Но не только о судьбе Мольера рассказывала «Кабала святош». Не меньшее место в пьесе отводилось силе и власти тайной полиции, корыстных людей, окружающих монарха и творящих свои черные дела под сенью якобы религии, будто бы веры.
К этому времени уже многое сказано о том, что коммунистическая идея утопична и схожа с новой верой, что портреты вождей по сути сменили старые божницы и лики святых в бесчисленных клубных «красных уголках» и т. д., а ОГПУ стало всесильным. Органы «компетентны», кажется, во всех вопросах жизни страны, их сотрудники ведут наблюдение за подозрительными личностями, вынашивающими враждебные планы, ведают пропиской, оценивают настроения в обществе, цензурируют художественные произведения, решают, выпускать из страны того или иного гражданина либо нет. Сотрудники органов видятся обывателю как воплощение силы пугающей и чуть ли не таинственной (тем более что изображение в художественных произведениях их работы не приветствуется).
Но автор, в чьей искренности трудно усомниться, пишет брату о новой вещи, что «современность в ней я никак не затронул»438.
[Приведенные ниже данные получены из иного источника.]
//! Snapshot redaction: strip fields from a tree before diffing.
//!
//! Entity snapshots often carry fields that should never show up in an audit
//! trail (back-references, secrets, bookkeeping timestamps). Redacting both
//! snapshots with the same patterns keeps those fields out of every diff part.
//!
//! # Pattern syntax
//!
//! A pattern is a dot-separated path from the root of the snapshot:
//!
//! - `"password"` strips the top-level field `password`
//! - `"owner.email"` strips `email` inside the object under `owner`
//! - `"members.*.token"` strips `token` one level below `members`: `*` stands
//!   for exactly one array element or one object key, never more
//! - `"*.updatedAt"` strips `updatedAt` at any depth. Only a leading `*.`
//!   floats like this.
//!
//! Arrays are transparent to literal segments, so `"members.token"` also
//! reaches into every element of a `members` array. A path ending in `*` on an
//! array (`"members.*"`) empties the array.

use crate::value::{Object, TreeValue};

/// One step of a pattern path.
#[derive(Debug, Clone, Copy, PartialEq, Eq)]
enum Segment<'a> {
    Key(&'a str),
    /// Exactly one object key or array element.
    Any,
}

impl<'a> Segment<'a> {
    fn parse(segment: &'a str) -> Self {
        match segment {
            "*" => Segment::Any,
            key => Segment::Key(key),
        }
    }

    fn matches_key(self, key: &str) -> bool {
        match self {
            Segment::Key(k) => k == key,
            Segment::Any => true,
        }
    }
}

/// A remaining suffix of a pattern, still to be matched below the current value.
type Path<'p> = &'p [Segment<'p>];

/// Return a copy of `value` with every field matching `patterns` removed.
///
/// # Examples
///
/// ```
/// use auditdiff_core::{json::parse, redact};
///
/// let value = parse(r#"{"name":"Alice","password":"x"}"#).unwrap();
/// let redacted = redact(&value, &["password"]);
/// assert_eq!(redacted, parse(r#"{"name":"Alice"}"#).unwrap());
/// ```
pub fn redact(value: &TreeValue, patterns: &[&str]) -> TreeValue {
    let mut rooted: Vec<Vec<Segment<'_>>> = Vec::new();
    let mut floating: Vec<Vec<Segment<'_>>> = Vec::new();

    for pattern in patterns {
        let segments: Vec<Segment<'_>> = pattern.split('.').map(Segment::parse).collect();
        match segments.split_first() {
            Some((Segment::Any, rest)) if !rest.is_empty() => floating.push(rest.to_vec()),
            _ => rooted.push(segments),
        }
    }

    let rooted: Vec<Path<'_>> = rooted.iter().map(Vec::as_slice).collect();
    let floating: Vec<Path<'_>> = floating.iter().map(Vec::as_slice).collect();
    redact_value(value, &rooted, &floating)
}

/// `active` holds the suffixes that must match starting at `value`;
/// `floating` holds the `*.`-prefixed paths, retried at every object.
fn redact_value<'p>(value: &TreeValue, active: &[Path<'p>], floating: &[Path<'p>]) -> TreeValue {
    if active.is_empty() && floating.is_empty() {
        return value.clone();
    }
    match value {
        TreeValue::Object(obj) => TreeValue::Object(redact_object(obj, active, floating)),
        TreeValue::Array(items) => redact_array(items, active, floating),
        other => other.clone(),
    }
}

fn redact_object<'p>(obj: &Object, active: &[Path<'p>], floating: &[Path<'p>]) -> Object {
    let mut result = Object::with_capacity(obj.len());

    'fields: for (key, child) in obj.iter() {
        let mut below: Vec<Path<'p>> = Vec::new();
        for &path in active.iter().chain(floating) {
            let Some((first, rest)) = path.split_first() else {
                continue;
            };
            if !first.matches_key(key) {
                continue;
            }
            if rest.is_empty() {
                continue 'fields;
            }
            below.push(rest);
        }
        result.push_unique(key.to_string(), redact_value(child, &below, floating));
    }

    result
}

/// A leading `*` consumes the element level; literal segments pass through
/// to every element unchanged.
fn redact_array<'p>(items: &[TreeValue], active: &[Path<'p>], floating: &[Path<'p>]) -> TreeValue {
    let mut per_element: Vec<Path<'p>> = Vec::with_capacity(active.len());
    for &path in active {
        match path.split_first() {
            Some((Segment::Any, [])) => return TreeValue::Array(Vec::new()),
            Some((Segment::Any, rest)) => per_element.push(rest),
            Some((Segment::Key(_), _)) => per_element.push(path),
            None => {}
        }
    }

    TreeValue::Array(
        items
            .iter()
            .map(|item| redact_value(item, &per_element, floating))
            .collect(),
    )
}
Важно осознать, что то, что сегодня мы понимаем о ситуации конца 1920‑х, о «великом переломе» и его последствиях для страны, о рождении и реализации идеи Архипелага ГУЛАГа (название позднейшее, оно появилось после публикации книги А. И. Солженицына)439, – все это происходило впервые и заранее никому известным не было. Доносы, аресты, пытки на допросах, ссылки и расстрелы без правовой процедуры, работавшей прежде в России, с адвокатами и публичным состязанием обвинителя и защиты, – все это входило в повседневность страны неделя за неделей, месяц за месяцем. И несмотря на всю художническую интуицию, острое и цепкое внимание к происходящему вокруг – подобного опыта ни у Булгакова, ни у кого из окружающих не было, просто не могло быть.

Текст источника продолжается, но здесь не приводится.